Once upon a time in the land known as West Town, a freelance writer realized that if he didn’t leave his house, he would watch YouTube episodes of “Scrubs” all day and never finish that magazine story.
Being a smart, resourceful lad who started finding gray hairs when he was 20, our intrepid and still youthful despite the bits of gray hero decided to throw his brick of a laptop in his backpack, hop on the bike he sometimes calls Kipper when no one’s around to hear it and head out.
It was a hot day in West Town, one where the wind feels like an insult rather than a breeze. He pedaled Kipper to a shop he had heard about that was named after a Carl Sandburg poem.
The coffee shop was clean and open, with MacBooks dappled on the tables like mushrooms in a field after a rain. The people there all wore the glasses of apparently much larger people who liked plastic frames and having their whole field of vision darkened. They wore the plaid and jeans of very small lumberjacks.

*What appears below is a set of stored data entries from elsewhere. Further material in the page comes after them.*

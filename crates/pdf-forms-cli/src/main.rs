use anyhow::{Context, Result, bail};
use clap::{Parser, Subcommand, ValueEnum};
use pdf_forms::{DataRecord, DesignUnit, RenderOptions, Template};
use std::path::{Path, PathBuf};

#[derive(Parser)]
#[command(name = "pdff", about = "PDF form overlay CLI", version)]
struct Cli {
    #[command(subcommand)]
    command: Commands,
}

#[derive(Subcommand)]
enum Commands {
    /// Fill a template with data and write a PDF
    Render {
        /// Template JSON file
        #[arg(short, long)]
        template: PathBuf,

        /// Data JSON file (one object or an array of objects)
        #[arg(short, long, conflicts_with = "csv")]
        data: Option<PathBuf>,

        /// Data CSV file (header row names the fields)
        #[arg(short, long)]
        csv: Option<PathBuf>,

        /// Output PDF file
        #[arg(short, long)]
        output: PathBuf,

        /// Render options JSON file
        #[arg(long)]
        config: Option<PathBuf>,

        /// Unit of the template's field geometry
        #[arg(long, value_enum)]
        unit: Option<UnitArg>,
    },

    /// Write an HTML design preview of the template
    Preview {
        /// Template JSON file
        #[arg(short, long)]
        template: PathBuf,

        /// Data JSON file; the first record is previewed
        #[arg(short, long)]
        data: Option<PathBuf>,

        /// Output HTML file
        #[arg(short, long)]
        output: PathBuf,

        /// Render options JSON file
        #[arg(long)]
        config: Option<PathBuf>,

        /// Unit of the template's field geometry
        #[arg(long, value_enum)]
        unit: Option<UnitArg>,
    },

    /// Show template statistics
    Inspect {
        /// Template JSON file
        #[arg(short, long)]
        template: PathBuf,
    },

    /// Validate a template and report missing required fields
    Check {
        /// Template JSON file
        #[arg(short, long)]
        template: PathBuf,

        /// Data JSON or CSV file to check against
        #[arg(short, long)]
        data: Option<PathBuf>,

        /// Render options JSON file
        #[arg(long)]
        config: Option<PathBuf>,

        /// Unit of the template's field geometry
        #[arg(long, value_enum)]
        unit: Option<UnitArg>,
    },
}

#[derive(Clone, Copy, ValueEnum)]
enum UnitArg {
    Pt,
    Px,
    Mm,
}

impl From<UnitArg> for DesignUnit {
    fn from(arg: UnitArg) -> Self {
        match arg {
            UnitArg::Pt => Self::Point,
            UnitArg::Px => Self::Pixel,
            UnitArg::Mm => Self::Millimeter,
        }
    }
}

async fn load_options(config: Option<&Path>, unit: Option<UnitArg>) -> Result<RenderOptions> {
    let mut options = match config {
        Some(path) => RenderOptions::load(path)
            .await
            .with_context(|| format!("Failed to load config {}", path.display()))?,
        None => RenderOptions::default(),
    };
    if let Some(unit) = unit {
        options.design_unit = unit.into();
    }
    Ok(options)
}

async fn load_template(path: &Path) -> Result<Template> {
    let template = pdf_forms::load_template(path)
        .await
        .with_context(|| format!("Failed to load template {}", path.display()))?;
    template.validate()?;
    Ok(template)
}

async fn load_records(path: &Path) -> Result<Vec<DataRecord>> {
    pdf_forms::load_records(path)
        .await
        .with_context(|| format!("Failed to load data {}", path.display()))
}

/// Log missing required fields, returning how many were found
fn warn_missing(template: &Template, records: &[DataRecord]) -> usize {
    let mut total = 0;
    for (index, record) in records.iter().enumerate() {
        for missing in pdf_forms::missing_required(template, record) {
            log::warn!(
                "Record {}: required field '{}' on page {} has no value",
                index,
                missing.name,
                missing.page
            );
            total += 1;
        }
    }
    total
}

#[tokio::main]
async fn main() -> Result<()> {
    env_logger::Builder::from_env(env_logger::Env::default().default_filter_or("info")).init();

    let cli = Cli::parse();

    match cli.command {
        Commands::Render {
            template,
            data,
            csv,
            output,
            config,
            unit,
        } => {
            let options = load_options(config.as_deref(), unit).await?;
            let template = load_template(&template).await?;
            let records = match data.as_deref().or(csv.as_deref()) {
                Some(path) => load_records(path).await?,
                None => Vec::new(),
            };

            warn_missing(&template, &records);

            pdf_forms::generate_pdf(&template, &records, &options, &output).await?;
            println!(
                "Rendered {} record(s) x {} page(s) → {}",
                records.len().max(1),
                template.page_count(),
                output.display()
            );
        }

        Commands::Preview {
            template,
            data,
            output,
            config,
            unit,
        } => {
            let options = load_options(config.as_deref(), unit).await?;
            let template = load_template(&template).await?;
            let records = match data.as_deref() {
                Some(path) => load_records(path).await?,
                None => Vec::new(),
            };

            let pages = pdf_forms::render_preview(&template, records.first(), &options)?;
            let title = output
                .file_stem()
                .and_then(|s| s.to_str())
                .unwrap_or("Preview");
            let html = pdf_forms::to_html_document(&pages, title);
            tokio::fs::write(&output, html)
                .await
                .with_context(|| format!("Failed to write {}", output.display()))?;
            println!("Previewed {} page(s) → {}", pages.len(), output.display());
        }

        Commands::Inspect { template } => {
            let template = pdf_forms::load_template(&template).await?;
            let stats = pdf_forms::calculate_statistics(&template)?;
            println!("Template Statistics:");
            println!("  Pages: {}", stats.pages);
            println!("  Fields: {}", stats.fields);
            for (kind, count) in &stats.fields_by_kind {
                println!("    {}: {}", kind, count);
            }
            println!("  Required fields: {}", stats.required_fields);
            match stats.base_pdf_pages {
                Some(pages) => println!("  Base PDF pages: {}", pages),
                None => println!("  Base PDF: none"),
            }
            println!("  Sample records: {}", stats.sample_records);
        }

        Commands::Check {
            template,
            data,
            config,
            unit,
        } => {
            let options = load_options(config.as_deref(), unit).await?;
            let template = load_template(&template).await?;
            let records = match data.as_deref() {
                Some(path) => load_records(path).await?,
                None => template.sampledata.clone(),
            };

            pdf_forms::check_template(&template, &options)?;

            let missing = warn_missing(&template, &records);
            if missing > 0 {
                bail!("{} required value(s) missing", missing);
            }
            println!("Template OK ({} record(s) checked)", records.len());
        }
    }

    Ok(())
}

“This one is too hipster,” he said to himself. “And there aren’t enough outlets.”
So Graying-but-still-quite-fit-locks got back on Kipper and headed to a coffee shop/bakery supposedly very punk. They said so, after all.
This place was open and spacious. WiFi, many tables and even an outlet, said the woman who would later damage his refillable coffee cup by trying to snap it on when it screwed. The hibiscus pancakes would be delicious, but the music and dining families a bit too loud for transcribing the final interview off his digital recorder.
“This one is too restauranty,” he said to himself.
He got back on Kipper and pedaled through the magical land.
West Town is magic, for those who don’t know. It’s cheap bars and good food and discount clothing shops offering orange plaid jams for $9. It’s where real meets trend and, although trend will win as it has for years, right now it’s the best place in Chicago to be, the young man thought.
But for a freelance writer with an impending deadline, it was hard to find a coffee shop to work in.
There were others he rejected out of hand, of course. One had no air conditioning. One was too far. Another too loud in case he needed to make a call. One was a Starbucks.
Eventually, Distinguished-locks gave up and went home, thick with sweat from the heat-hot day and ready to throw in the towel after he dried himself off with it.
He walked down to his Noble Square apartment, turned off the alarm and looked at his books, his grandfather’s desk and the French press coffee-maker. He listened to the quiet and saw the sun filter past the plant his roommate named Parker.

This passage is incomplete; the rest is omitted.